There are also oversized striker plates, used for when a jamb has been damaged. Might be tall enough to require all new screw holes. They usually have the latch and deadbolt holes in one large plate.


----------



## near3 (Jan 31, 2011)

ratherbefishing that would be great assuming the deadbolt and latch were close to being on the same plane. I think the photo covers the qualtiy of workmanship that was the standard and aligning the opening certainly isn't one of them but thanks any help is appreciated.


----------



## Gymschu (Dec 12, 2010)

They could've used a sledgehammer and created a "better" hole than that.


----------



## danpik (Sep 11, 2011)

I would see if I could get one of these to work. http://www.homedepot.com/p/Prime-Li...ch-Strike-Plate-U-9476/100155886#.UppPmVAo7IU


----------



## near3 (Jan 31, 2011)

danpik thanks that looks perfect!


----------



## coupe (Nov 25, 2011)

or you, can get a deadbolt keeper plate about 1'1/4 x3 have plenty of room for screws into good wood


----------



## near3 (Jan 31, 2011)

Thanks everyone. The plate that danpik suggested worked perfectly. Had it in and the door is sealing in 10 minutes!!! Most of the time was rounding up the tools


----------



## Barrabas (Jan 30, 2013)

For future reference to anyone reading this thread, I had a customer that I installed new slabs in her whole house. She wanted the door handles raised, which I knew would be a pita, but I obliged. 

Something had to be done about the strike plate and screw holes that were in the jamb below the new strike plate.

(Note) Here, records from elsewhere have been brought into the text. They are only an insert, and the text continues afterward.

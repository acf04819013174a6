//! Console configuration.
//!
//! Values come from a TOML file, then the `ZITI_CONSOLE_*` environment
//! variables, then command-line flags; each layer overrides the previous one.

use std::fmt;
use std::path::Path;

use serde::{Deserialize, Serialize};

use crate::error::{ConsoleError, ConsoleResult};
use crate::form::FormOptions;

/// Environment variable overriding `controller_url`.
pub const ENV_CONTROLLER: &str = "ZITI_CONSOLE_CONTROLLER";
/// Environment variable overriding `session_token`.
pub const ENV_SESSION: &str = "ZITI_CONSOLE_SESSION";
/// Environment variable naming the config file.
pub const ENV_CONFIG: &str = "ZITI_CONSOLE_CONFIG";

/// Settings for talking to one controller.
#[derive(Clone, Serialize, Deserialize)]
pub struct ConsoleConfig {
    /// Controller base URL, e.g. `https://ctrl.example.com:1280`.
    pub controller_url: String,

    /// `zt-session` token of an authenticated API session.
    #[serde(default, skip_serializing_if = "Option::is_none")]
    pub session_token: Option<String>,

    /// Path of the edge management API under the controller.
    #[serde(default = "default_management_path")]
    pub management_path: String,

    /// Page size for named-attribute listings.
    #[serde(default = "default_page_size")]
    pub page_size: u32,

    /// Rows shown in a preview before "show more results...".
    #[serde(default = "default_preview_limit")]
    pub preview_limit: u32,

    /// Request timeout in milliseconds.
    #[serde(default = "default_request_timeout_ms")]
    pub request_timeout_ms: u64,

    /// Accept self-signed controller certificates.
    #[serde(default)]
    pub accept_invalid_certs: bool,
}

fn default_management_path() -> String {
    "/edge/management/v1".into()
}

const fn default_page_size() -> u32 {
    crate::DEFAULT_PAGE_SIZE
}

const fn default_preview_limit() -> u32 {
    crate::DEFAULT_PREVIEW_LIMIT
}

const fn default_request_timeout_ms() -> u64 {
    30_000
}

impl fmt::Debug for ConsoleConfig {
    fn fmt(&self, f: &mut fmt::Formatter<'_>) -> fmt::Result {
        f.debug_struct("ConsoleConfig")
            .field("controller_url", &self.controller_url)
            .field(
                "session_token",
                &self.session_token.as_ref().map(|_| "<redacted>"),
            )
            .field("management_path", &self.management_path)
            .field("page_size", &self.page_size)
            .field("preview_limit", &self.preview_limit)
            .field("request_timeout_ms", &self.request_timeout_ms)
            .field("accept_invalid_certs", &self.accept_invalid_certs)
            .finish()
    }
}

impl ConsoleConfig {
    /// Config for a controller with every other field at its default.
    #[must_use]
    pub fn new(controller_url: impl Into<String>) -> Self {
        Self {
            controller_url: controller_url.into(),
            session_token: None,
            management_path: default_management_path(),
            page_size: default_page_size(),
            preview_limit: default_preview_limit(),
            request_timeout_ms: default_request_timeout_ms(),
            accept_invalid_certs: false,
        }
    }

    /// Builder: set the session token.
    #[must_use]
    pub fn with_session_token(mut self, token: impl Into<String>) -> Self {
        self.session_token = Some(token.into());
        self
    }

    /// Parse a TOML document.
    ///
    /// # Errors
    /// Returns `ConsoleError::Config` if the document is malformed.
    pub fn from_toml_str(contents: &str) -> ConsoleResult<Self> {
        toml::from_str(contents)
            .map_err(|e| ConsoleError::Config(format!("Invalid console configuration: {e}")))
    }

    /// Read and parse a TOML file.
    ///
    /// # Errors
    /// Returns `ConsoleError::Config` if the file cannot be read or parsed.
    pub fn load(path: &Path) -> ConsoleResult<Self> {
        let contents = std::fs::read_to_string(path).map_err(|e| {
            ConsoleError::Config(format!("Failed to read {}: {e}", path.display()))
        })?;
        Self::from_toml_str(&contents)
    }

    /// Apply environment overrides through a lookup function.
    pub fn apply_env_with<F>(&mut self, lookup: F)
    where
        F: Fn(&str) -> Option<String>,
    {
        if let Some(url) = lookup(ENV_CONTROLLER).filter(|v| !v.trim().is_empty()) {
            self.controller_url = url;
        }
        if let Some(token) = lookup(ENV_SESSION).filter(|v| !v.trim().is_empty()) {
            self.session_token = Some(token);
        }
    }

    /// Apply overrides from the process environment.
    pub fn apply_env(&mut self) {
        self.apply_env_with(|key| std::env::var(key).ok());
    }

    /// Validate and normalize the configuration.
    ///
    /// # Errors
    /// Returns `ConsoleError::Config` if a value is missing or out of range.
    pub fn validate(&mut self) -> ConsoleResult<()> {
        self.controller_url = normalize_base_url(&self.controller_url)?;

        if !self.management_path.starts_with('/') {
            return Err(ConsoleError::Config(
                "management_path must start with '/'".into(),
            ));
        }
        self.management_path = self.management_path.trim_end_matches('/').to_string();

        if !(1..=1000).contains(&self.page_size) {
            return Err(ConsoleError::Config(
                "page_size must be between 1 and 1000".into(),
            ));
        }
        if !(1..=100).contains(&self.preview_limit) {
            return Err(ConsoleError::Config(
                "preview_limit must be between 1 and 100".into(),
            ));
        }
        if !(1..=600_000).contains(&self.request_timeout_ms) {
            return Err(ConsoleError::Config(
                "request_timeout_ms must be between 1 and 600000".into(),
            ));
        }
        Ok(())
    }

    /// Base URL of the management API, without a trailing `/`.
    #[must_use]
    pub fn management_url(&self) -> String {
        format!("{}{}", self.controller_url, self.management_path)
    }

    /// Limits applied by form controllers.
    #[must_use]
    pub const fn form_options(&self) -> FormOptions {
        FormOptions {
            page_size: self.page_size,
            preview_limit: self.preview_limit,
        }
    }
}

/// Check that a controller URL is http(s) with a host and trim trailing `/`.
///
/// # Errors
/// Returns `ConsoleError::Config` if the URL is empty, unparsable, not
/// http(s), or has no host.
pub fn normalize_base_url(base_url: &str) -> ConsoleResult<String> {
    let trimmed = base_url.trim();
    if trimmed.is_empty() {
        return Err(ConsoleError::Config("controller_url cannot be empty".into()));
    }

    let parsed = url::Url::parse(trimmed)
        .map_err(|e| ConsoleError::Config(format!("Invalid controller_url: {e}")))?;

    if !matches!(parsed.scheme(), "https" | "http") {
        return Err(ConsoleError::Config(
            "controller_url must be http or https".into(),
        ));
    }

    if parsed.host_str().is_none() {
        return Err(ConsoleError::Config(
            "controller_url must include a host".into(),
        ));
    }

    Ok(trimmed.trim_end_matches('/').to_string())
}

I used Bondo for Wood as was very pleased with the results. Better then using traditional Bondo, has a wood color, is very hard and sandable with regular sandpaper.


----------



## hand drive (Apr 21, 2012)

maxwage said:


> For future reference to anyone reading this thread, I had a customer that I installed new slabs in her whole house. She wanted the door handles raised, which I knew would be a pita, but I obliged.
> 
> Something had to be done about the strike plate and screw holes that were in the jamb below the new strike plate. I used Bondo for Wood as was very pleased with the results. Better then using traditional Bondo, has a wood color, is very hard and sandable with regular sandpaper.


that is something I've not seen. seen plenty of red auto bondo and the grey all purpose available but not wood bondo. where do you find it?


----------